Beginning in March 1964, the Apollo astronauts participated in a number of geology field trips designed, firstly, to introduce the astronaut corps to geologic concepts and, latterly, to give crews assigned to specific missions detailed training in the types of observations they might expect to make on the Moon. Details can be found in a training history by Gerald Schaber with a US Geological Survey perspective and one by William C. Phinney with a Manned Spacecraft Center perspective. Relations between the two groups of geologists were often strained. Apollo 17 astronaut/geologist Jack Schmitt suggests that both accounts be considered in gaining a balanced perspective.
Appendices from draft copy of Phinney's account were provided for the ALSJ in 2002 by Glen Swanson, historian at NASA's Johnson Space Center. The appendices are entitled "Geology Field Exercises: Early Training" and "Geology Field Exercises for Apollo Missions". They provided lists of Apollo astronaut field trips including training locations and the names of the astronauts who participated in each.

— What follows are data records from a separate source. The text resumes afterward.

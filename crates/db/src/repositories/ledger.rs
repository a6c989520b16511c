//! Ledger master lookups.

use async_trait::async_trait;
use chrono::Utc;
use sea_orm::sea_query::OnConflict;
use sea_orm::{ColumnTrait, DatabaseConnection, EntityTrait, QueryFilter, QueryOrder, Set};
use voucherbook_core::ledger::{LedgerDirectory, LedgerKind, LedgerReference};
use voucherbook_core::voucher::PersistenceError;
use voucherbook_shared::types::LedgerId;

use super::db_error;
use crate::entities::ledgers;

/// Ledger directory reading the `ledgers` table.
#[derive(Debug, Clone)]
pub struct PgLedgerDirectory {
    db: DatabaseConnection,
}

impl PgLedgerDirectory {
    /// Creates a new ledger directory.
    #[must_use]
    pub const fn new(db: DatabaseConnection) -> Self {
        Self { db }
    }

    /// Inserts or renames a ledger. Used by the seeder.
    ///
    /// # Errors
    ///
    /// Returns an error if the database write fails.
    pub async fn upsert(&self, ledger: &LedgerReference) -> Result<(), PersistenceError> {
        let model = ledgers::ActiveModel {
            id: Set(ledger.id.as_str().to_string()),
            name: Set(ledger.name.clone()),
            kind: Set(ledger.kind.as_str().to_string()),
            group_name: Set(ledger.group_name.clone()),
            created_at: Set(Utc::now().into()),
        };

        ledgers::Entity::insert(model)
            .on_conflict(
                OnConflict::column(ledgers::Column::Id)
                    .update_columns([
                        ledgers::Column::Name,
                        ledgers::Column::Kind,
                        ledgers::Column::GroupName,
                    ])
                    .to_owned(),
            )
            .exec(&self.db)
            .await
            .map_err(|e| db_error(&e))?;
        Ok(())
    }
}

#[async_trait]
impl LedgerDirectory for PgLedgerDirectory {
    async fn list_ledgers(
        &self,
        kinds: &[LedgerKind],
    ) -> Result<Vec<LedgerReference>, PersistenceError> {
        let mut query = ledgers::Entity::find();
        if !kinds.is_empty() {
            query = query.filter(ledgers::Column::Kind.is_in(kinds.iter().map(|k| k.as_str())));
        }

        query
            .order_by_asc(ledgers::Column::Name)
            .all(&self.db)
            .await
            .map_err(|e| db_error(&e))?
            .into_iter()
            .map(reference_from_model)
            .collect()
    }

    async fn ping(&self) -> Result<(), PersistenceError> {
        self.db.ping().await.map_err(|e| db_error(&e))
    }
}

fn reference_from_model(model: ledgers::Model) -> Result<LedgerReference, PersistenceError> {
    let kind = model
        .kind
        .parse::<LedgerKind>()
        .map_err(|e| PersistenceError::Storage(e.to_string()))?;
    Ok(LedgerReference {
        id: LedgerId::new(model.id),
        name: model.name,
        kind,
        group_name: model.group_name,
    })
}
//! In-memory voucher store.
//!
//! Used by the server when no database URL is configured, and by API tests. Number
//! uniqueness is enforced with an index keyed by (type, fiscal year, number); claiming a
//! key goes through the map's entry API so concurrent writers cannot both win.

use async_trait::async_trait;
use dashmap::DashMap;
use dashmap::mapref::entry::Entry;
use voucherbook_core::fiscal::{FiscalCalendar, FiscalYear};
use voucherbook_core::ledger::{LedgerDirectory, LedgerKind, LedgerReference, LedgerTable};
use voucherbook_core::voucher::{
    PersistenceError, Voucher, VoucherFilter, VoucherRepository, VoucherSummary, VoucherType,
};
use voucherbook_shared::types::{LedgerId, PageRequest, PageResponse, VoucherId};

type NumberKey = (VoucherType, i32, String);

/// Voucher repository and ledger directory held in process memory.
#[derive(Debug, Default)]
pub struct InMemoryVoucherStore {
    vouchers: DashMap<VoucherId, Voucher>,
    numbers: DashMap<NumberKey, VoucherId>,
    ledgers: DashMap<LedgerId, LedgerReference>,
    calendar: FiscalCalendar,
}

impl InMemoryVoucherStore {
    /// Creates an empty store using the given fiscal calendar.
    #[must_use]
    pub fn new(calendar: FiscalCalendar) -> Self {
        Self {
            calendar,
            ..Self::default()
        }
    }

    /// Adds ledgers to the ledger master.
    #[must_use]
    pub fn with_ledgers(self, ledgers: impl IntoIterator<Item = LedgerReference>) -> Self {
        for ledger in ledgers {
            self.ledgers.insert(ledger.id.clone(), ledger);
        }
        self
    }

    /// Number of stored vouchers.
    #[must_use]
    pub fn len(&self) -> usize {
        self.vouchers.len()
    }

    /// Returns true if no vouchers are stored.
    #[must_use]
    pub fn is_empty(&self) -> bool {
        self.vouchers.is_empty()
    }

    fn number_key(&self, voucher: &Voucher) -> Result<NumberKey, PersistenceError> {
        let date = voucher
            .date
            .ok_or_else(|| PersistenceError::Rejected("voucher date is required".into()))?;
        let year = self.calendar.year_of(date).ok_or_else(|| {
            PersistenceError::Rejected(format!("no fiscal year contains {date}"))
        })?;
        Ok((
            voucher.voucher_type,
            year.start_year(),
            voucher.number.trim().to_string(),
        ))
    }

    fn check_ledgers(&self, voucher: &Voucher) -> Result<(), PersistenceError> {
        if self.ledgers.is_empty() {
            return Ok(());
        }
        match voucher
            .lines()
            .iter()
            .find(|line| !self.ledgers.contains_key(&line.ledger_id))
        {
            Some(line) => Err(PersistenceError::Rejected(format!(
                "unknown reference: ledger {}",
                line.ledger_id
            ))),
            None => Ok(()),
        }
    }

    fn claim_number(&self, key: NumberKey, id: VoucherId) -> Result<(), PersistenceError> {
        match self.numbers.entry(key) {
            Entry::Occupied(existing) if *existing.get() != id => {
                Err(PersistenceError::DuplicateNumber {
                    number: existing.key().2.clone(),
                    voucher_type: existing.key().0,
                })
            }
            Entry::Occupied(_) => Ok(()),
            Entry::Vacant(slot) => {
                slot.insert(id);
                Ok(())
            }
        }
    }
}

#[async_trait]
impl VoucherRepository for InMemoryVoucherStore {
    async fn create(&self, voucher: &Voucher) -> Result<VoucherId, PersistenceError> {
        self.check_ledgers(voucher)?;
        let key = self.number_key(voucher)?;
        let id = VoucherId::new();
        self.claim_number(key, id)?;

        let mut stored = voucher.clone();
        stored.id = id;
        self.vouchers.insert(id, stored);
        Ok(id)
    }

    async fn update(&self, id: VoucherId, voucher: &Voucher) -> Result<(), PersistenceError> {
        self.check_ledgers(voucher)?;
        let key = self.number_key(voucher)?;

        let Some(mut entry) = self.vouchers.get_mut(&id) else {
            return Err(PersistenceError::NotFound(id));
        };
        let old_key = self.number_key(&entry)?;
        if old_key != key {
            self.claim_number(key, id)?;
            self.numbers.remove(&old_key);
        }

        let mut stored = voucher.clone();
        stored.id = id;
        *entry = stored;
        Ok(())
    }

    async fn find(&self, id: VoucherId) -> Result<Option<Voucher>, PersistenceError> {
        Ok(self.vouchers.get(&id).map(|entry| entry.value().clone()))
    }

    async fn list(
        &self,
        filter: &VoucherFilter,
        page: PageRequest,
    ) -> Result<PageResponse<VoucherSummary>, PersistenceError> {
        let mut matching: Vec<Voucher> = self
            .vouchers
            .iter()
            .filter(|entry| filter.matches(entry.value()))
            .map(|entry| entry.value().clone())
            .collect();
        // Newest date first; v7 ids break ties by creation order.
        matching.sort_by(|a, b| b.date.cmp(&a.date).then_with(|| b.id.cmp(&a.id)));

        let total = matching.len() as u64;
        let offset = usize::try_from(page.offset()).unwrap_or(usize::MAX);
        let data = matching
            .iter()
            .skip(offset)
            .take(page.per_page as usize)
            .map(VoucherSummary::from)
            .collect();

        Ok(PageResponse::new(data, page.page, page.per_page, total))
    }

    async fn numbers_in_fiscal_year(
        &self,
        voucher_type: VoucherType,
        year: &FiscalYear,
    ) -> Result<Vec<String>, PersistenceError> {
        let start_year = year.start_year();
        Ok(self
            .numbers
            .iter()
            .filter(|entry| entry.key().0 == voucher_type && entry.key().1 == start_year)
            .map(|entry| entry.key().2.clone())
            .collect())
    }
}

#[async_trait]
impl LedgerDirectory for InMemoryVoucherStore {
    async fn list_ledgers(
        &self,
        kinds: &[LedgerKind],
    ) -> Result<Vec<LedgerReference>, PersistenceError> {
        let table: LedgerTable = self
            .ledgers
            .iter()
            .map(|entry| entry.value().clone())
            .collect();
        Ok(table.filter_kinds(kinds))
    }
}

In 2004, Jennifer Troxell, then an intern working with Steve Garber of the NASA Headquarters History Office, independantly compiled a spreadsheet devoted to Apollo geology training using information gleaned from the History Office archives, from Phinney's draft, and from Don Wilhelms' book "To a Rocky Moon" Troxell's spreadsheet has much of the same information as the Phinney appendices but also details sources and lists relevant NASA photographs.
NASA photos S64-23846 and S64-23847 show a group of twenty astronauts at Philmont Scout Ranch during the 3-6 June 1964 field trip. From left to right, they are: Pete Conrad, Buzz Aldrin, Dick Gordon, Ted Freeman, Charlie Bassett, Walt Cunningham, Neil Armstrong, Donn Eisele, Rusty Schweikhart, Jim Lovell, Mike Collins, Elliot See, Gene Cernan (behind See), Ed White, Roger Chaffee, Gordon Cooper, C.C. Williams (behind Cooper), Bill Anders, Dave Scott, Al Bean.